Management of complex information and coordination of data sharing across multiple settings often hamper clinician workflow in the post-hospitalization setting. The intervention addressed these special challenges by automating key steps in the transition of care from the hospital to home, including: 1) expediting and facilitating discharge followup appointment scheduling, including monitoring for no-shows; 2) generating medication lists that alert the primary care provider to key therapeutic additions; and 3) generating patient-specific therapeutic monitoring recommendations for high-risk medications in the post-hospitalization period.
- Evaluate the impact of automated scheduling alerts on the rate of followup to an outpatient provider within 14 days of hospital discharge. (Achieved)
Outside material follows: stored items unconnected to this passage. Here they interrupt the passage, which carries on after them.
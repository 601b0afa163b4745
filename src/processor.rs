use log::{debug, error, info, trace};

use hifitime::prelude::Epoch;

use serde_json::Value;

use std::collections::HashSet;

use thiserror::Error;

use tokio::sync::watch::Receiver as WatchRx;

use crate::{
    accumulator::Accumulator,
    error::Error,
    fix::{Record, validate},
    reader::{Item, StreamReader},
    runtime::{Report, Runtime},
    transport::Transport,
};

#[derive(Debug, Default, Copy, Clone, PartialEq, Eq)]
pub enum State {
    #[default]
    Connecting,
    Streaming,
    Draining,
    Finished,
    Failed,
}

/// Fatal outcome of a run, with whatever had been accumulated
#[derive(Debug, Error)]
#[error("{error} ({} valid point(s) processed)", .report.valid_count)]
pub struct Failure {
    pub error: Error,
    pub report: Report,
}

/// Identity of a record, when the source provides one
fn identity(record: &Record) -> Option<(String, String)> {
    let timestamp = record.get("gps")?.get("read_timestamp")?;
    let frame_id = record.get("frame")?.get("frame_id")?;
    Some((timestamp.to_string(), frame_id.to_string()))
}

/// Resolves once shutdown has been requested.
/// Never resolves if the shutdown handle is gone.
async fn shutdown_requested(shutdown: &mut WatchRx<bool>) {
    loop {
        let requested = *shutdown.borrow_and_update();
        if requested {
            return;
        }
        if shutdown.changed().await.is_err() {
            std::future::pending::<()>().await;
        }
    }
}

/// [Processor] consumes one stream, from connection to [Report].
pub struct Processor<T: Transport> {
    reader: StreamReader<T>,
    accumulator: Accumulator,
    runtime: Runtime,
    state: State,

    /// graceful exit
    shutdown: WatchRx<bool>,

    /// Identities seen so far, when duplicate suppression is active
    seen: Option<HashSet<(String, String)>>,
}

impl<T: Transport> Processor<T> {
    /// Builds new [Processor]
    pub fn new(deploy_time: Epoch, reader: StreamReader<T>, shutdown: WatchRx<bool>) -> Self {
        Self {
            reader,
            shutdown,
            state: State::default(),
            accumulator: Accumulator::default(),
            runtime: Runtime::new(deploy_time),
            seen: None,
        }
    }

    /// Skip records whose identity was already seen in this run
    pub fn with_deduplication(mut self) -> Self {
        self.seen = Some(HashSet::new());
        self
    }

    pub fn state(&self) -> State {
        self.state
    }

    /// Runs to completion. On fatal error, the [Failure] still carries
    /// the partial [Report].
    pub async fn run(mut self) -> Result<Report, Failure> {
        let mut fatal = None;

        loop {
            match self.state {
                State::Connecting => {
                    let outcome = tokio::select! {
                        biased;
                        _ = shutdown_requested(&mut self.shutdown) => None,
                        outcome = self.reader.connect() => Some(outcome),
                    };

                    match outcome {
                        None => self.cancel(),
                        Some(Ok(())) => self.state = State::Streaming,
                        Some(Err(e)) => {
                            fatal = Some(e);
                            self.state = State::Failed;
                        },
                    }
                },
                State::Streaming => {
                    let next = tokio::select! {
                        biased;
                        _ = shutdown_requested(&mut self.shutdown) => None,
                        next = self.reader.next() => Some(next),
                    };

                    match next {
                        None => self.cancel(),
                        Some(Ok(Some(item))) => self.consume(item),
                        Some(Ok(None)) => {
                            info!("end of stream");
                            self.state = State::Draining;
                        },
                        Some(Err(e)) => {
                            error!("{}", e);
                            fatal = Some(e);
                            self.state = State::Failed;
                        },
                    }
                },
                State::Draining => {
                    self.state = State::Finished;
                },
                State::Finished => {
                    let report = self.report();
                    info!(
                        "total distance: {:.6} km - {} valid point(s)",
                        report.total_distance_km, report.valid_count
                    );
                    return Ok(report);
                },
                State::Failed => {
                    let report = self.report();
                    let error = fatal.take().unwrap_or_else(|| {
                        Error::Protocol("stream failed without cause".to_string())
                    });
                    return Err(Failure { error, report });
                },
            }
        }
    }

    /// Shutdown requested: release the source, keep what we have
    fn cancel(&mut self) {
        info!("shutdown requested");
        self.reader.close();
        self.runtime.cancelled = true;
        self.state = State::Draining;
    }

    fn consume(&mut self, item: Item) {
        let record = match item {
            Item::Record(record) => record,
            Item::Invalid(e) => {
                debug!("skipped payload: {}", e);
                self.runtime.skipped.decode += 1;
                return;
            },
        };

        if let Some(seen) = &mut self.seen {
            if let Some(identity) = identity(&record) {
                if !seen.insert(identity) {
                    debug!("skipped duplicate record");
                    self.runtime.skipped.duplicate += 1;
                    return;
                }
            }
        }

        match validate(&record) {
            Ok(fix) => {
                let segment = self.accumulator.fold(fix);
                trace!(
                    "{} - segment: {:.6} km - total: {:.6} km",
                    fix,
                    segment,
                    self.accumulator.total_distance()
                );
            },
            Err(e) => {
                debug!("skipped record {}: {}", Value::Object(record), e);
                self.runtime.skipped.rejected(&e);
            },
        }
    }

    fn report(&mut self) -> Report {
        if let Ok(now) = Epoch::now() {
            self.runtime.new_epoch(now);
        }
        self.runtime
            .report(&self.accumulator, self.reader.state().connections)
    }
}
use crate::fix::GpsFix;

/// Mean Earth radius, in kilometers
pub const EARTH_RADIUS_KM: f64 = 6371.0;

/// Great-circle distance between two [GpsFix]es, in kilometers,
/// using the haversine formula on a spherical Earth.
///
/// Any finite input is accepted: range checking is performed upstream,
/// when the [GpsFix] is validated.
pub fn distance(a: &GpsFix, b: &GpsFix) -> f64 {
    let lat1 = a.latitude.to_radians();
    let lat2 = b.latitude.to_radians();
    let delta_lat = (b.latitude - a.latitude).to_radians();
    let delta_lon = (b.longitude - a.longitude).to_radians();

    let h = (delta_lat / 2.0).sin().powi(2)
        + lat1.cos() * lat2.cos() * (delta_lon / 2.0).sin().powi(2);

    // rounding may push h slightly out of [0, 1]
    let h = h.clamp(0.0, 1.0);

    2.0 * EARTH_RADIUS_KM * h.sqrt().asin()
}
- Evaluate the impact of automated monitoring alerts on the prevalence of appropriate monitoring for selected high-risk medications at 30 days from the time of hospital discharge. (Achieved)
- Evaluate the impact of a health IT-based transitional care intervention on the incidence of ADEs within 45 days of hospital discharge. (Achieved)
- Evaluate the impact of a health IT-based transitional care intervention on the rate of hospital readmissions and emergency department visits within 30 days of discharge. (Achieved)
- Assess (by level of comorbidity, number of medications, and use of specific high-risk medications) whether a health IT-based transitional care intervention is more effective in subgroups of patients. (Achieved)
- Determine costs directly related to the development and installation of the health IT-based transitional care intervention. (Achieved)
2011 Activities: The project team conducted two analyses. The first assessed the impact of the intervention on visits to the outpatient provider, hospital readmissions, and emergency department visits. The second analysis determined the investments of time and effort required to develop, test, and launch the EMR-based post-discharge intervention. The latter analysis is a preliminary step for the planned return-on-investment analysis.
The team of clinical research pharmacists continued to review the EMR for ADEs. They also initiated adjudication sessions with the physician reviewers to classify the abstracted events. Due to delays in programming of the EMR, the project team used a 1-year no-cost extension. As last self-reported in the AHRQ Research Reporting System, project progress was completely on track and project budget spending was on target. The project was completed in August 2011.
Impact and Findings: Overall, the project did not find significant improvements in visit rates to outpatient providers following discharge from the hospital, laboratory monitoring in response to alerts, adverse drug event rates, or rehospitalization and emergency department visit rates relating to the intervention.
Visits to the outpatient provider: There were 1,024 visits (54.4 percent of subjects) to an outpatient provider within 14 days of hospital discharge among patients in the intervention group, and 964 in the control group (53.6 percent of subjects).
Laboratory monitoring: Appropriate monitoring for selected high-risk medications within 45 days from time of hospital discharge was 2.35 percent in intervention groups and 1.11 percent in control groups.
Adverse drug events: The first 1,000 hospital discharges for all patients included in the study were comprehensively evaluated, with 514 discharges in the intervention group and 486 discharges in the control group. Among 514 discharges in the intervention group, 107 discharges were identified (20.8 percent), of which there was at least one adverse drug event during the 45-day period after discharge. Among 486 discharges in the control group, 82 discharges were identified (16.9 percent), of which there was at least one adverse drug event during the 45-day period after discharge.
Hospital readmission and emergency department visits: During the 12-month intervention period, in the 30-day period following hospital discharge of the patient, there were 1,884 eligible discharges and 241 rehospitalizations in the intervention group (12.8 percent), and 1797 eligible discharges with 235 rehospitalizations in the control group (13.1 percent). For the same period, again looking at the 30-day period following hospital discharge of the patient, there were 271 emergency department visits in the intervention group (14.4 percent), and 272 emergency department visits in the control group (15.1 percent).
Costs: The total estimate of costs for personnel involved in developing and implementing the transition intervention was $76,314. The time spent on the project across all personnel was 1,308 hours.
Target Population: Elderly*
Strategic Goal: Develop and disseminate health IT evidence and evidence-based tools to improve the quality and safety of medication management via the integration and utilization of medication management systems and technologies.